After controlling for factors like smoking, weight, and education level, the researchers found that men who were more hostile at the outset of the study suffered a more rapid rate of decline in their lung function than others. Moreover, the study found that damage to lung function from hostility was comparable to the amount of damage done by cigarettes, an effect even the investigators were surprised to see. That means, says Wright, that doctors can say to patients, “Just as breathing in tobacco smoke can hurt your lungs and lead to ill health, harboring hostility may be harmful.”

The Thorax paper doesn’t specify the ailments that may result from weakened lung function, though there is evidence that a rapid decline on the order of those recorded in the study’s most hostile subjects can lead to lung disease, heart disease, and even early death. The study’s strength, Wright says, is that it uses an interdisciplinary approach involving psychology and medicine, and relies on objective measures of both hostility and lung function.

The researchers analyzed data from a long-term study of 670 men aged 45 to 86 whose hostility and pulmonary function were measured several times during an eight-year period. Pulmonary function was assessed using a spirometer, which measures subjects’ lung capacity and rate of airflow when they blow into a tube. Hostility, defined as a personality trait that leads to chronic anger, was measured by a widely used true-false questionnaire that assesses mistrust, resentment, and suspiciousness. (Statements on the 50-question item survey included: “I would certainly enjoy beating a crook at his own game” and “I have often met people who were supposed to be experts who were no better than I.”)

The results, despite their objectivity, may not entirely please doctors, whose time with patients is already tight. “Clinicians look for: ‘You have it or you don’t,’” says Wright’s fellow author Laura Kubzansky, an assistant professor in the department of society, human development, and health at the Harvard School of Public Health. “Psychological factors are not so simple. You can’t say, ‘Oh, this is a non-hostile person’ in the way that you can say, ‘This is a nonsmoker.’ It makes the whole endeavor harder.”

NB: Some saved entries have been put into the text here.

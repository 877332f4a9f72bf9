use super::error::{ValidationError, ValidationErrors};
use super::geo::Extent;
use super::geojson::{Bbox, GeoJson};
use log::warn;
use serde::Serialize;
use serde_json::to_string;
use std::error::Error;
use std::io::Write;

pub trait Output {
    fn write_json_lines(&self, writer: &mut dyn Write) -> Result<(), Box<dyn Error>>;
    fn write_text(&self, writer: &mut dyn Write) -> Result<(), Box<dyn Error>>;
}

#[derive(Serialize, Debug, Clone, PartialEq)]
pub struct JSONError {
    pub kind: &'static str,
    pub path: String,
    pub message: String,
}

impl From<&ValidationError> for JSONError {
    fn from(error: &ValidationError) -> Self {
        JSONError {
            kind: error.kind.as_str(),
            path: error.path.to_string(),
            message: format!("expected {}", error.expected),
        }
    }
}

impl JSONError {
    pub fn malformed(err: &serde_json::Error) -> Self {
        JSONError {
            kind: "malformed json",
            path: "/".into(),
            message: err.to_string(),
        }
    }
}

/// Outcome of checking one document.
#[derive(Serialize, Debug, Clone, PartialEq)]
pub struct Report {
    pub line: usize,
    pub valid: bool,
    #[serde(rename = "type", skip_serializing_if = "Option::is_none")]
    pub kind: Option<&'static str>,
    #[serde(skip_serializing_if = "Option::is_none")]
    pub bbox: Option<Bbox>,
    #[serde(skip_serializing_if = "Vec::is_empty")]
    pub errors: Vec<JSONError>,
}

fn declared_bbox(object: &GeoJson) -> Option<&Bbox> {
    match object {
        GeoJson::Geometry(geometry) => geometry.bbox(),
        GeoJson::Feature(feature) => feature.bbox.as_ref(),
        GeoJson::FeatureCollection(collection) => collection.bbox.as_ref(),
    }
}

fn computed_bbox(object: &GeoJson) -> Option<Bbox> {
    match object {
        GeoJson::Geometry(geometry) => geometry.compute_bbox(),
        GeoJson::Feature(feature) => feature.compute_bbox(),
        GeoJson::FeatureCollection(collection) => collection.compute_bbox(),
    }
}

impl Report {
    pub fn new(line: usize, result: Result<GeoJson, ValidationErrors>) -> Self {
        match result {
            Ok(object) => {
                let bbox = computed_bbox(&object);
                if let (Some(declared), Some(computed)) = (declared_bbox(&object), &bbox) {
                    if !declared.covers(computed) {
                        warn!("line {}: declared bbox does not cover all positions", line);
                    }
                }
                Report {
                    line,
                    valid: true,
                    kind: Some(object.kind().as_str()),
                    bbox,
                    errors: vec![],
                }
            }
            Err(errors) => Report::invalid(line, errors.iter().map(JSONError::from).collect()),
        }
    }

    pub fn invalid(line: usize, errors: Vec<JSONError>) -> Self {
        Report {
            line,
            valid: false,
            kind: None,
            bbox: None,
            errors,
        }
    }
}

#[derive(Debug, Clone, Copy, PartialEq, Eq, Default)]
pub struct Summary {
    pub valid: usize,
    pub invalid: usize,
}

impl From<&[Report]> for Summary {
    fn from(reports: &[Report]) -> Self {
        let valid = reports.iter().filter(|r| r.valid).count();
        Summary {
            valid,
            invalid: reports.len() - valid,
        }
    }
}

impl Output for Vec<Report> {
    fn write_json_lines(&self, writer: &mut dyn Write) -> Result<(), Box<dyn Error>> {
        for report in self.iter() {
            let json = to_string(report)?;
            writeln!(writer, "{}", json)?;
        }
        Ok(())
    }

    fn write_text(&self, writer: &mut dyn Write) -> Result<(), Box<dyn Error>> {
        for report in self.iter() {
            if report.valid {
                let kind = report.kind.unwrap_or("GeoJSON");
                writeln!(writer, "line {}: valid {}", report.line, kind)?;
                continue;
            }
            for error in report.errors.iter() {
                writeln!(
                    writer,
                    "line {}: {} at {}: {}",
                    report.line, error.kind, error.path, error.message
                )?;
            }
        }
        Ok(())
    }
}

#[cfg(test)]
mod tests {
    use super::*;
    use crate::validate::Validator;
    use serde_json::json;

    fn report(value: serde_json::Value) -> Report {
        Report::new(1, Validator::new().any(&value))
    }

    #[test]
    fn valid_report_carries_type_and_extent() {
        let report = report(json!({"type": "LineString", "coordinates": [[0, 0], [2, 1]]}));
        let json = to_string(&report).unwrap();
        assert_eq!(
            json,
            r#"{"line":1,"valid":true,"type":"LineString","bbox":[0.0,0.0,2.0,1.0]}"#
        );
    }

    #[test]
    fn invalid_report_lists_errors() {
        let report = report(json!({"type": "Point", "coordinates": [[0, 0]]}));
        assert!(!report.valid);
        assert_eq!(report.errors.len(), 1);
        assert_eq!(report.errors[0].path, "/coordinates");
    }

    #[test]
    fn text_output() {
        let reports = vec![
            report(json!({"type": "Point", "coordinates": [0, 0]})),
            Report::new(2, Validator::new().any(&json!({"type": "Circle"}))),
        ];
        let mut out = Vec::new();
        reports.write_text(&mut out).unwrap();
        let text = String::from_utf8(out).unwrap();
        let lines: Vec<&str> = text.trim().split('\n').collect();
        assert_eq!(lines.len(), 2);
        assert_eq!(lines[0], "line 1: valid Point");
        assert!(lines[1].starts_with("line 2: invalid type at /type"));
    }

    #[test]
    fn summary_counts() {
        let reports = vec![
            report(json!({"type": "Point", "coordinates": [0, 0]})),
            report(json!({"type": "Point"})),
            report(json!({"type": "FeatureCollection", "features": []})),
        ];
        let summary = Summary::from(reports.as_slice());
        assert_eq!(summary, Summary { valid: 2, invalid: 1 });
    }
}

But Wright says intervention can start simply, with a doctor raising the issue of emotions and health in a conversation. “As a physician, I can tell you we carry a lot of weight,” she says. “Many times people go away and then come back [to talk] after I’ve planted the seed.” If a patient asks for help with hostility issues, she explains, a doctor can then recommend something like cognitive behavioral therapy.

Both Wright and Kubzansky say that this research has made them more focused on how people become hostile in the first place. “It changes the way I parent,” says Wright, who is the mother of two children. “When they get riled up, I’ll sit down and have a conversation with each of them—one I wish I could have had myself when I was young—about how anger at his brother affects him, and about how it affects his brother.”

The researchers’ next steps are to look at whether the effects of hostility are reversible, and to conduct a similar study of a group of younger people, to get a sense of how early these effects can be seen. “We can intervene later,” says Kubzansky, “but wouldn’t it be nice if they never get there [in the first place]?”